Résumé :
Cyril Avery n’est pas un vrai Avery et il ne le sera jamais – ou du moins, c’est ce que lui répètent ses parents adoptifs. Mais s’il n’est pas un vrai Avery, qui est-il ? Né d’une fille-mère bannie de la communauté rurale irlandaise où elle a grandi, devenu fils adoptif d’un couple dublinois aisé et excentrique, Cyril se forge une identité au gré d’improbables rencontres et apprend à lutter contre les préjugés d’une société irlandaise où la différence et la liberté de choix sont loin d’être acquises.
Mon avis :
Je ne sais pas ce qui me touche à ce point dans la littérature irlandaise. Peut-être est-ce cette capacité à capter l’essence de l’Irlande, et en particulier ses souffrances et ses drames, dans des romans d’une beauté et d’une brutalité égales et indissociables.
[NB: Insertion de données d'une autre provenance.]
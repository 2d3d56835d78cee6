//! Single-flight request lifecycle.
//!
//! A [`ChatController`] owns one chat session: the conversation log and the
//! state of the (at most one) request in flight. Clones share the session, so
//! a front-end can keep one handle for `stop()` while another is awaiting
//! `send()` on a spawned task.

use crate::backend::{ChatBackend, ChatRequest, HealthStatus};
use crate::conversation::{Conversation, DEFAULT_CONTEXT_WINDOW};
use crate::error::ChatError;
use crate::format::format_reply;
use crate::reveal::{reveal, RevealOutcome, DEFAULT_REVEAL_DELAY};
use crate::state::{Role, Turn, TurnId};
use crate::surface::{Surface, SurfaceUpdate};
use std::sync::{Arc, Mutex, MutexGuard, PoisonError};
use std::time::Duration;
use tokio_util::sync::CancellationToken;
use tracing::{debug, info, warn};

#[derive(Debug, Clone, Copy, PartialEq, Eq, Default)]
pub enum Phase {
    #[default]
    Idle,
    /// Waiting on the backend
    Sending,
    /// Reply received, reveal in progress
    Streaming,
}

#[derive(Debug)]
struct ActiveRequest {
    seq: u64,
    token: CancellationToken,
    phase: Phase,
}

/// The in-flight request, if any.
///
/// "Generating" is derived from the presence of the active record, so the
/// flag and the cancellation handle can never disagree.
#[derive(Debug, Default)]
pub struct RequestState {
    active: Option<ActiveRequest>,
    next_seq: u64,
}

impl RequestState {
    pub fn is_generating(&self) -> bool {
        self.active.is_some()
    }

    pub fn phase(&self) -> Phase {
        self.active.as_ref().map(|a| a.phase).unwrap_or_default()
    }

    fn begin(&mut self) -> (u64, CancellationToken) {
        self.next_seq += 1;
        let token = CancellationToken::new();
        self.active = Some(ActiveRequest {
            seq: self.next_seq,
            token: token.clone(),
            phase: Phase::Sending,
        });
        (self.next_seq, token)
    }

    fn set_phase(&mut self, seq: u64, phase: Phase) {
        if let Some(active) = self.active.as_mut().filter(|a| a.seq == seq) {
            active.phase = phase;
        }
    }

    /// Clear the record if it still belongs to request `seq`
    fn finish(&mut self, seq: u64) -> bool {
        if self.active.as_ref().is_some_and(|a| a.seq == seq) {
            self.active = None;
            true
        } else {
            false
        }
    }

    /// No request was started after `seq`
    fn is_latest(&self, seq: u64) -> bool {
        self.next_seq == seq
    }

    fn cancel(&mut self) -> bool {
        match self.active.take() {
            Some(active) => {
                active.token.cancel();
                true
            }
            None => false,
        }
    }
}

#[derive(Debug, Default)]
struct Session {
    conversation: Conversation,
    request: RequestState,
    /// On-screen element of a reply whose reveal was stopped. It has no turn
    /// in the conversation; the next regenerate replaces it.
    interrupted: Option<TurnId>,
}

#[derive(Debug, Clone, Copy, PartialEq, Eq)]
pub struct ControllerSettings {
    /// Trailing turns sent as context
    pub context_window: usize,
    pub reveal_delay: Duration,
}

impl Default for ControllerSettings {
    fn default() -> Self {
        Self {
            context_window: DEFAULT_CONTEXT_WINDOW,
            reveal_delay: DEFAULT_REVEAL_DELAY,
        }
    }
}

#[derive(Debug)]
pub enum SendOutcome {
    /// The reply was revealed and recorded
    Replied(Turn),
    /// Another request is in flight; nothing changed
    Busy,
    /// Blank input; nothing changed
    Ignored,
    /// Regenerate found no assistant turn to replace
    NothingToRegenerate,
    /// Stopped by the user before the reply was recorded
    Cancelled,
    Failed(ChatError),
}

#[derive(Debug, Clone, Copy)]
enum Origin<'a> {
    User(&'a str),
    Regenerate,
}

struct Pending {
    seq: u64,
    token: CancellationToken,
    request: ChatRequest,
    typing_id: TurnId,
    regenerate: bool,
}

#[derive(Clone)]
pub struct ChatController {
    backend: Arc<dyn ChatBackend>,
    surface: Arc<dyn Surface>,
    session: Arc<Mutex<Session>>,
    settings: ControllerSettings,
}

impl ChatController {
    pub fn new(backend: Arc<dyn ChatBackend>, surface: Arc<dyn Surface>) -> Self {
        Self {
            backend,
            surface,
            session: Arc::new(Mutex::new(Session::default())),
            settings: ControllerSettings::default(),
        }
    }

    pub fn with_settings(mut self, settings: ControllerSettings) -> Self {
        self.settings = settings;
        self
    }

    fn session(&self) -> MutexGuard<'_, Session> {
        self.session.lock().unwrap_or_else(PoisonError::into_inner)
    }

    pub fn is_generating(&self) -> bool {
        self.session().request.is_generating()
    }

    pub fn phase(&self) -> Phase {
        self.session().request.phase()
    }

    /// Snapshot of the conversation
    pub fn turns(&self) -> Vec<Turn> {
        self.session().conversation.iter().cloned().collect()
    }

    /// Submit a user message.
    ///
    /// Returns [`SendOutcome::Busy`] without touching the conversation when a
    /// request is already in flight.
    pub async fn send(&self, text: &str) -> SendOutcome {
        let text = text.trim();
        if text.is_empty() {
            return SendOutcome::Ignored;
        }
        self.dispatch(Origin::User(text)).await
    }

    /// Drop the latest assistant turn and ask again with the latest user
    /// turn, without recording that user turn a second time.
    pub async fn regenerate(&self) -> SendOutcome {
        self.dispatch(Origin::Regenerate).await
    }

    /// Cancel the in-flight request, if any, and reset the indicators.
    ///
    /// Text already revealed stays where it is.
    pub fn stop(&self) -> bool {
        let cancelled = self.session().request.cancel();
        if cancelled {
            info!("Generation stopped");
        }

        self.surface.apply(SurfaceUpdate::Generating(false));
        self.surface.apply(SurfaceUpdate::SuggestionsEnabled(true));
        self.surface.apply(SurfaceUpdate::ClearTyping);
        cancelled
    }

    /// Stop anything in flight and forget the conversation
    pub fn clear(&self) {
        if self.is_generating() {
            self.stop();
        }
        {
            let mut session = self.session();
            session.conversation.clear();
            session.interrupted = None;
        }
        self.surface.apply(SurfaceUpdate::Clear);
        debug!("Conversation cleared");
    }

    /// Probe the backend and post an advisory notice if it looks unhealthy
    pub async fn check_backend(&self) -> HealthStatus {
        let status = self.backend.health().await;
        match status.notice() {
            None => info!("Backend connected"),
            Some(notice) => {
                warn!(?status, "Backend health check failed");
                self.surface.apply(SurfaceUpdate::Notice(notice.to_string()));
            }
        }
        status
    }

    async fn dispatch(&self, origin: Origin<'_>) -> SendOutcome {
        let pending = match self.begin(origin) {
            Ok(pending) => pending,
            Err(outcome) => return outcome,
        };
        let Pending {
            seq,
            token,
            request,
            typing_id,
            regenerate,
        } = pending;

        if !regenerate {
            self.surface.apply(SurfaceUpdate::SuggestionsEnabled(false));
        }
        self.surface.apply(SurfaceUpdate::Generating(true));
        self.surface.apply(SurfaceUpdate::ShowTyping(typing_id.clone()));
        self.surface.apply(SurfaceUpdate::ScrollToBottom);

        info!(seq, regenerate, context_turns = request.conversation.len(), "Chat request started");

        let outcome = match self.exchange(seq, &request, &token, &typing_id).await {
            Ok(turn) => {
                info!(seq, turn = %turn.id, "Chat reply recorded");
                SendOutcome::Replied(turn)
            }
            Err(err) => {
                self.surface.apply(SurfaceUpdate::RemoveTurn(typing_id));
                if err.is_cancelled() {
                    debug!(seq, "Chat request cancelled");
                    SendOutcome::Cancelled
                } else {
                    warn!(seq, kind = ?err.kind(), error = %err, "Chat error");
                    if let Some(notice) = err.notice() {
                        self.surface.apply(SurfaceUpdate::Notice(notice));
                    }
                    SendOutcome::Failed(err)
                }
            }
        };

        // A stopped request no longer owns the indicators; a newer one may.
        if self.session().request.finish(seq) {
            self.surface.apply(SurfaceUpdate::Generating(false));
            self.surface.apply(SurfaceUpdate::SuggestionsEnabled(true));
        }
        self.surface.apply(SurfaceUpdate::ScrollToBottom);

        outcome
    }

    /// Guard, mutate the conversation and open the request in one critical
    /// section.
    fn begin(&self, origin: Origin<'_>) -> Result<Pending, SendOutcome> {
        let mut updates = Vec::new();

        let pending = {
            let mut session = self.session();
            if session.request.is_generating() {
                debug!("Request already in flight, ignoring");
                return Err(SendOutcome::Busy);
            }

            let text = match origin {
                Origin::User(text) => {
                    session.interrupted = None;
                    let turn = session.conversation.push(Role::User, text);
                    updates.push(SurfaceUpdate::AppendTurn(turn));
                    text.to_string()
                }
                Origin::Regenerate => {
                    let Some(text) = session
                        .conversation
                        .last(Role::User)
                        .map(|t| t.content.clone())
                    else {
                        return Err(SendOutcome::NothingToRegenerate);
                    };
                    // A stopped partial reply answers the latest user turn,
                    // so it is the one to replace.
                    let removed = match session.interrupted.take() {
                        Some(id) => id,
                        None => match session.conversation.remove_last(Role::Assistant) {
                            Some(turn) => turn.id,
                            None => return Err(SendOutcome::NothingToRegenerate),
                        },
                    };
                    updates.push(SurfaceUpdate::RemoveTurn(removed));
                    text
                }
            };

            let request = ChatRequest::new(
                text,
                session.conversation.window(self.settings.context_window),
            );
            let (seq, token) = session.request.begin();

            Pending {
                seq,
                token,
                request,
                typing_id: TurnId::new(format!("typing_{}", seq)),
                regenerate: matches!(origin, Origin::Regenerate),
            }
        };

        for update in updates {
            self.surface.apply(update);
        }
        Ok(pending)
    }

    async fn exchange(
        &self,
        seq: u64,
        request: &ChatRequest,
        token: &CancellationToken,
        typing_id: &TurnId,
    ) -> Result<Turn, ChatError> {
        // Dropping the backend future aborts the HTTP request.
        let reply = tokio::select! {
            biased;
            _ = token.cancelled() => return Err(ChatError::Cancelled),
            reply = self.backend.chat(request) => reply?,
        };

        // stop() may have landed after the reply resolved
        if token.is_cancelled() {
            return Err(ChatError::Cancelled);
        }

        let reply_id = {
            let mut session = self.session();
            session.request.set_phase(seq, Phase::Streaming);
            session.conversation.next_id(Role::Assistant)
        };

        self.surface.apply(SurfaceUpdate::RemoveTurn(typing_id.clone()));
        self.surface.apply(SurfaceUpdate::BeginReply(reply_id.clone()));

        let markup = format_reply(&reply);
        let revealed = reveal(
            self.surface.as_ref(),
            &reply_id,
            &markup,
            self.settings.reveal_delay,
            token,
        )
        .await;

        if revealed == RevealOutcome::Interrupted {
            let mut session = self.session();
            if session.request.is_latest(seq) {
                session.interrupted = Some(reply_id);
            }
            return Err(ChatError::Cancelled);
        }

        let turn = Turn::new(reply_id, Role::Assistant, reply);
        self.session().conversation.append(turn.clone());
        Ok(turn)
    }
}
Les fureurs invisibles du coeur m’a bouleversée, je n’arrivais pas à me détacher de ma lecture tout en redoutant l’arrivée de la dernière page. Comme il me paraît difficile à présent de poser des mots qui lui rendent justice et tentent de refléter mon foudroyant coup de coeur pour ce roman magnifique et poignant !
« Nous haïssons ce qui nous effraie en nous-mêmes. »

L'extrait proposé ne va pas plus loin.